# TO DO:
Print the lines below exactly as written, with none missing.

# AVAILABLE DATA:
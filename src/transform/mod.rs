//! Coordinate transforms between the frame a PSF is defined in and a
//! distorted frame it should be expressed in.
//!
//! A [`CoordinateTransform`] is a bidirectional map with a local
//! linearization. By convention `apply_forward` maps the **undistorted**
//! (underlying PSF) frame to the **distorted** (warped) frame and
//! `apply_inverse` goes the other way.
//!
//! # Supported models
//!
//! - [`AffineTransform`](crate::geom::AffineTransform): exact, constant Jacobian
//! - [`PolynomialTransform`]: polynomial forward map with a Newton-iterated inverse
//! - [`RadialDistortion`]: classic radial lens distortion about a centre
//! - [`Distortion`]: enum over the lens models above, plus the identity

pub mod polynomial;
pub mod radial;

pub use polynomial::PolynomialTransform;
pub use radial::RadialDistortion;

use std::fmt;

use crate::error::{PsfError, Result};
use crate::geom::AffineTransform;
use crate::{Matrix2, Point2};

/// Step in pixels for the finite-difference Jacobian.
const DERIVATIVE_STEP: f64 = 1e-3;

/// Bidirectional 2-D coordinate mapping with a derivative operator.
///
/// Implementations are read-only and may be shared between many warped
/// PSFs evaluating on different threads.
pub trait CoordinateTransform: Send + Sync + fmt::Debug {
    /// Undistorted → distorted.
    fn apply_forward(&self, p: Point2) -> Point2;

    /// Distorted → undistorted. Fails with [`PsfError::Geometry`] where the
    /// forward map cannot be inverted.
    fn apply_inverse(&self, p: Point2) -> Result<Point2>;

    /// Local affine approximation of the forward map at `p`.
    ///
    /// The default uses central differences; implementations with a closed
    /// form Jacobian should override it.
    fn linearize_at(&self, p: Point2) -> AffineTransform {
        let h = DERIVATIVE_STEP;
        let dx = (self.apply_forward(Point2::new(p.x + h, p.y))
            - self.apply_forward(Point2::new(p.x - h, p.y)))
            / (2.0 * h);
        let dy = (self.apply_forward(Point2::new(p.x, p.y + h))
            - self.apply_forward(Point2::new(p.x, p.y - h)))
            / (2.0 * h);
        let jacobian = Matrix2::new(dx.x, dy.x, dx.y, dy.y);
        AffineTransform::tangent(p, self.apply_forward(p), jacobian)
    }

    /// Local affine approximation of the inverse map at the distorted point `p`.
    fn linearize_inverse_at(&self, p: Point2) -> Result<AffineTransform> {
        let q = self.apply_inverse(p)?;
        self.linearize_at(q)
            .inverted()
            .ok_or_else(|| PsfError::geometry(p, "transform is singular here"))
    }
}

impl CoordinateTransform for AffineTransform {
    fn apply_forward(&self, p: Point2) -> Point2 {
        self.apply(p)
    }

    fn apply_inverse(&self, p: Point2) -> Result<Point2> {
        self.inverted()
            .map(|inv| inv.apply(p))
            .ok_or_else(|| PsfError::geometry(p, "affine transform is singular"))
    }

    fn linearize_at(&self, _p: Point2) -> AffineTransform {
        *self
    }
}

/// Lens distortion model.
///
/// All coordinates are in pixels. `Distortion::None` is the identity.
#[derive(Debug, Clone, Default)]
pub enum Distortion {
    /// No distortion.
    #[default]
    None,
    /// Radial distortion: r_distorted = r × (1 + k1·r² + k2·r⁴ + k3·r⁶).
    Radial(RadialDistortion),
    /// Polynomial distortion with independent x,y terms.
    Polynomial(PolynomialTransform),
}

impl Distortion {
    /// Returns `true` if this is `Distortion::None`.
    pub fn is_none(&self) -> bool {
        matches!(self, Distortion::None)
    }
}

impl CoordinateTransform for Distortion {
    fn apply_forward(&self, p: Point2) -> Point2 {
        match self {
            Distortion::None => p,
            Distortion::Radial(r) => r.apply_forward(p),
            Distortion::Polynomial(poly) => poly.apply_forward(p),
        }
    }

    fn apply_inverse(&self, p: Point2) -> Result<Point2> {
        match self {
            Distortion::None => Ok(p),
            Distortion::Radial(r) => r.apply_inverse(p),
            Distortion::Polynomial(poly) => poly.apply_inverse(p),
        }
    }

    fn linearize_at(&self, p: Point2) -> AffineTransform {
        match self {
            Distortion::None => AffineTransform::identity(),
            Distortion::Radial(r) => r.linearize_at(p),
            Distortion::Polynomial(poly) => poly.linearize_at(p),
        }
    }
}

#[cfg(test)]
mod tests {
    use super::*;
    use crate::Vector2;

    /// Forward map with no closed-form Jacobian, to exercise the default.
    #[derive(Debug)]
    struct Swirl;

    impl CoordinateTransform for Swirl {
        fn apply_forward(&self, p: Point2) -> Point2 {
            Point2::new(p.x + 1e-3 * p.y * p.y, p.y + 2e-3 * p.x * p.y)
        }

        fn apply_inverse(&self, _p: Point2) -> Result<Point2> {
            unimplemented!()
        }
    }

    #[test]
    fn test_finite_difference_jacobian() {
        let p = Point2::new(10.0, -20.0);
        let lin = Swirl.linearize_at(p);
        let expected = Matrix2::new(1.0, 2e-3 * p.y, 2e-3 * p.y, 1.0 + 2e-3 * p.x);
        assert!((lin.linear - expected).norm() < 1e-8);
        assert!((lin.apply(p) - Swirl.apply_forward(p)).norm() < 1e-10);
    }

    #[test]
    fn test_affine_as_transform() {
        let t = AffineTransform::new(Matrix2::new(0.9, 0.1, -0.05, 1.05), Vector2::new(2.0, 1.0));
        let p = Point2::new(30.0, -4.0);
        let q = t.apply_inverse(p).unwrap();
        assert!((t.apply_forward(q) - p).norm() < 1e-12);
        let inv = t.linearize_inverse_at(p).unwrap();
        assert!((inv.apply(p) - q).norm() < 1e-12);
    }

    #[test]
    fn test_singular_affine_is_geometry_error() {
        let t = AffineTransform::linear(Matrix2::zeros());
        let err = t.apply_inverse(Point2::new(1.0, 1.0)).unwrap_err();
        assert!(matches!(err, PsfError::Geometry { .. }));
    }

    #[test]
    fn test_distortion_none_is_identity() {
        let d = Distortion::default();
        assert!(d.is_none());
        let p = Point2::new(3.0, 4.0);
        assert_eq!(d.apply_forward(p), p);
        assert_eq!(d.apply_inverse(p).unwrap(), p);
        assert_eq!(d.linearize_at(p).linear, Matrix2::identity());
    }
}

# ANSWER BOX:
filename src/transform/mod.rs
//! Coordinate transforms between the frame a PSF is defined in and a
//! distorted frame it should be expressed in.
//!
//! A [`CoordinateTransform`] is a bidirectional map with a local
//! linearization. By convention `apply_forward` maps the **undistorted**
//! (underlying PSF) frame to the **distorted** (warped) frame and
//! `apply_inverse` goes the other way.
//!
//! # Supported models
//!
//! - [`AffineTransform`](crate::geom::AffineTransform): exact, constant Jacobian
//! - [`PolynomialTransform`]: polynomial forward map with a Newton-iterated inverse
//! - [`RadialDistortion`]: classic radial lens distortion about a centre
//! - [`Distortion`]: enum over the lens models above, plus the identity

pub mod polynomial;
pub mod radial;

pub use polynomial::PolynomialTransform;
pub use radial::RadialDistortion;

use std::fmt;

use crate::error::{PsfError, Result};
use crate::geom::AffineTransform;
use crate::{Matrix2, Point2};

/// Step in pixels for the finite-difference Jacobian.
const DERIVATIVE_STEP: f64 = 1e-3;

/// Bidirectional 2-D coordinate mapping with a derivative operator.
///
/// Implementations are read-only and may be shared between many warped
/// PSFs evaluating on different threads.
pub trait CoordinateTransform: Send + Sync + fmt::Debug {
    /// Undistorted → distorted.
    fn apply_forward(&self, p: Point2) -> Point2;

    /// Distorted → undistorted. Fails with [`PsfError::Geometry`] where the
    /// forward map cannot be inverted.
    fn apply_inverse(&self, p: Point2) -> Result<Point2>;

    /// Local affine approximation of the forward map at `p`.
    ///
    /// The default uses central differences; implementations with a closed
    /// form Jacobian should override it.
    fn linearize_at(&self, p: Point2) -> AffineTransform {
        let h = DERIVATIVE_STEP;
        let dx = (self.apply_forward(Point2::new(p.x + h, p.y))
            - self.apply_forward(Point2::new(p.x - h, p.y)))
            / (2.0 * h);
        let dy = (self.apply_forward(Point2::new(p.x, p.y + h))
            - self.apply_forward(Point2::new(p.x, p.y - h)))
            / (2.0 * h);
        let jacobian = Matrix2::new(dx.x, dy.x, dx.y, dy.y);
        AffineTransform::tangent(p, self.apply_forward(p), jacobian)
    }

    /// Local affine approximation of the inverse map at the distorted point `p`.
    fn linearize_inverse_at(&self, p: Point2) -> Result<AffineTransform> {
        let q = self.apply_inverse(p)?;
        self.linearize_at(q)
            .inverted()
            .ok_or_else(|| PsfError::geometry(p, "transform is singular here"))
    }
}

impl CoordinateTransform for AffineTransform {
    fn apply_forward(&self, p: Point2) -> Point2 {
        self.apply(p)
    }

    fn apply_inverse(&self, p: Point2) -> Result<Point2> {
        self.inverted()
            .map(|inv| inv.apply(p))
            .ok_or_else(|| PsfError::geometry(p, "affine transform is singular"))
    }

    fn linearize_at(&self, _p: Point2) -> AffineTransform {
        *self
    }
}

/// Lens distortion model.
///
/// All coordinates are in pixels. `Distortion::None` is the identity.
#[derive(Debug, Clone, Default)]
pub enum Distortion {
    /// No distortion.
    #[default]
    None,
    /// Radial distortion: r_distorted = r × (1 + k1·r² + k2·r⁴ + k3·r⁶).
    Radial(RadialDistortion),
    /// Polynomial distortion with independent x,y terms.
    Polynomial(PolynomialTransform),
}

impl Distortion {
    /// Returns `true` if this is `Distortion::None`.
    pub fn is_none(&self) -> bool {
        matches!(self, Distortion::None)
    }
}

impl CoordinateTransform for Distortion {
    fn apply_forward(&self, p: Point2) -> Point2 {
        match self {
            Distortion::None => p,
            Distortion::Radial(r) => r.apply_forward(p),
            Distortion::Polynomial(poly) => poly.apply_forward(p),
        }
    }

    fn apply_inverse(&self, p: Point2) -> Result<Point2> {
        match self {
            Distortion::None => Ok(p),
            Distortion::Radial(r) => r.apply_inverse(p),
            Distortion::Polynomial(poly) => poly.apply_inverse(p),
        }
    }

    fn linearize_at(&self, p: Point2) -> AffineTransform {
        match self {
            Distortion::None => AffineTransform::identity(),
            Distortion::Radial(r) => r.linearize_at(p),
            Distortion::Polynomial(poly) => poly.linearize_at(p),
        }
    }
}

#[cfg(test)]
mod tests {
    use super::*;
    use crate::Vector2;

    /// Forward map with no closed-form Jacobian, to exercise the default.
    #[derive(Debug)]
    struct Swirl;

    impl CoordinateTransform for Swirl {
        fn apply_forward(&self, p: Point2) -> Point2 {
            Point2::new(p.x + 1e-3 * p.y * p.y, p.y + 2e-3 * p.x * p.y)
        }

        fn apply_inverse(&self, _p: Point2) -> Result<Point2> {
            unimplemented!()
        }
    }

    #[test]
    fn test_finite_difference_jacobian() {
        let p = Point2::new(10.0, -20.0);
        let lin = Swirl.linearize_at(p);
        let expected = Matrix2::new(1.0, 2e-3 * p.y, 2e-3 * p.y, 1.0 + 2e-3 * p.x);
        assert!((lin.linear - expected).norm() < 1e-8);
        assert!((lin.apply(p) - Swirl.apply_forward(p)).norm() < 1e-10);
    }

    #[test]
    fn test_affine_as_transform() {
        let t = AffineTransform::new(Matrix2::new(0.9, 0.1, -0.05, 1.05), Vector2::new(2.0, 1.0));
        let p = Point2::new(30.0, -4.0);
        let q = t.apply_inverse(p).unwrap();
        assert!((t.apply_forward(q) - p).norm() < 1e-12);
        let inv = t.linearize_inverse_at(p).unwrap();
        assert!((inv.apply(p) - q).norm() < 1e-12);
    }

    #[test]
    fn test_singular_affine_is_geometry_error() {
        let t = AffineTransform::linear(Matrix2::zeros());
        let err = t.apply_inverse(Point2::new(1.0, 1.0)).unwrap_err();
        assert!(matches!(err, PsfError::Geometry { .. }));
    }

    #[test]
    fn test_distortion_none_is_identity() {
        let d = Distortion::default();
        assert!(d.is_none());
        let p = Point2::new(3.0, 4.0);
        assert_eq!(d.apply_forward(p), p);
        assert_eq!(d.apply_inverse(p).unwrap(), p);
        assert_eq!(d.linearize_at(p).linear, Matrix2::identity());
    }
}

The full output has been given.